* **Task statement**:
Could you restate exactly the lines that begin at the line with "KeyCode::Backspace if !form.submitting" and end at the final line of the data?

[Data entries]
▽

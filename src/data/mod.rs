//! Client-side health data and the metrics derived from it.
//!
//! ## Submodules
//!
//! - [`history`]: Per-service history records and fetch status ([`HistoryStore`])
//! - [`aggregate`]: Uptime, latency and severity derived from a history snapshot
//! - [`format`]: Display formatting for latencies, percentages and timestamps
//!
//! ## Data Flow
//!
//! ```text
//! history fetch (newest first)
//!        │
//!        ▼
//! HistoryStore::apply_success()
//!        │
//!        ▼
//! AggregateView::from_history()  (on every render)
//! ```

pub mod aggregate;
pub mod format;
pub mod history;

pub use aggregate::{AggregateView, Severity};
pub use history::{HistoryStore, ServiceHistory, HISTORY_LIMIT};
use std::time::Duration;

use anyhow::Result;
use crossterm::event::{
    self, Event, KeyCode, KeyEvent, KeyEventKind, KeyModifiers, MouseButton, MouseEvent,
    MouseEventKind,
};

use crate::app::App;
use crate::engine::ClickRegion;

/// Poll for events with a timeout
pub fn poll_event(timeout: Duration) -> Result<Option<Event>> {
    if event::poll(timeout)? {
        Ok(Some(event::read()?))
    } else {
        Ok(None)
    }
}

/// Handle a key event
pub fn handle_key_event(app: &mut App, key: KeyEvent) {
    if key.kind == KeyEventKind::Release {
        return;
    }

    // If help is shown, any key closes it
    if app.show_help {
        app.show_help = false;
        return;
    }

    if app.form.is_some() {
        handle_form_input(app, key);
        return;
    }

    // An open delete prompt takes every key; anything but y/n dismisses it
    if let Some(id) = app.dashboard.pending_delete() {
        match key.code {
            KeyCode::Char('y') | KeyCode::Char('Y') => app.confirm_delete(id),
            KeyCode::Char('n') | KeyCode::Char('N') | KeyCode::Esc => {
                app.dashboard.cancel_delete(id);
            }
            _ => {
                app.dashboard.click_outside();
            }
        }
        return;
    }

    match key.code {
        // Quit
        KeyCode::Char('q') => app.quit(),
        KeyCode::Char('c') if key.modifiers.contains(KeyModifiers::CONTROL) => app.quit(),

        // Navigation
        KeyCode::Up | KeyCode::Char('k') => app.select_prev(),
        KeyCode::Down | KeyCode::Char('j') => app.select_next(),
        KeyCode::PageUp => app.select_prev_n(10),
        KeyCode::PageDown => app.select_next_n(10),
        KeyCode::Home => app.select_first(),
        KeyCode::End => app.select_last(),

        // Card header toggles, disclosure expands/collapses
        KeyCode::Enter | KeyCode::Char(' ') => app.click_selected(ClickRegion::Header),
        KeyCode::Right | KeyCode::Char('l') => app.set_selected_expanded(true),
        KeyCode::Left | KeyCode::Char('h') => app.set_selected_expanded(false),

        // Delete affordance
        KeyCode::Char('d') | KeyCode::Delete => app.click_selected(ClickRegion::DeleteButton),

        KeyCode::Char('a') => app.open_form(),

        // Help
        KeyCode::Char('?') => app.toggle_help(),

        _ => {}
    }
}

/// Handle key input while the add-service form is open
fn handle_form_input(app: &mut App, key: KeyEvent) {
    match key.code {
        KeyCode::Esc => return app.close_form(),
        KeyCode::Enter => return app.submit_form(),
        _ => {}
    }

    let Some(form) = app.form.as_mut() else {
        return;
    };

    match key.code {
        KeyCode::Tab | KeyCode::BackTab | KeyCode::Up | KeyCode::Down => form.next_field(),
        KeyCode::Backspace if !form.submitting => form.pop(),
        KeyCode::Char(c)
            if !form.submitting && !key.modifiers.contains(KeyModifiers::CONTROL) =>
        {
            form.push(c)
        }
        _ => {}
    }
}

/// Handle mouse events
pub fn handle_mouse_event(app: &mut App, mouse: MouseEvent) {
    if app.show_help {
        if let MouseEventKind::Down(_) = mouse.kind {
            app.show_help = false;
        }
        return;
    }
    if app.form.is_some() {
        return;
    }

    match mouse.kind {
        // Scroll wheel
        MouseEventKind::ScrollUp => app.select_prev(),
        MouseEventKind::ScrollDown => app.select_next(),

        MouseEventKind::Down(MouseButton::Left) => app.click_at(mouse.column, mouse.row),

        _ => {}
    }
}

△

* **The answer**:
        KeyCode::Backspace if !form.submitting => form.pop(),
        KeyCode::Char(c)
            if !form.submitting && !key.modifiers.contains(KeyModifiers::CONTROL) =>
        {
            form.push(c)
        }
        _ => {}
    }
}

/// Handle mouse events
pub fn handle_mouse_event(app: &mut App, mouse: MouseEvent) {
    if app.show_help {
        if let MouseEventKind::Down(_) = mouse.kind {
            app.show_help = false;
        }
        return;
    }
    if app.form.is_some() {
        return;
    }

    match mouse.kind {
        // Scroll wheel
        MouseEventKind::ScrollUp => app.select_prev(),
        MouseEventKind::ScrollDown => app.select_next(),

        MouseEventKind::Down(MouseButton::Left) => app.click_at(mouse.column, mouse.row),

        _ => {}
    }
}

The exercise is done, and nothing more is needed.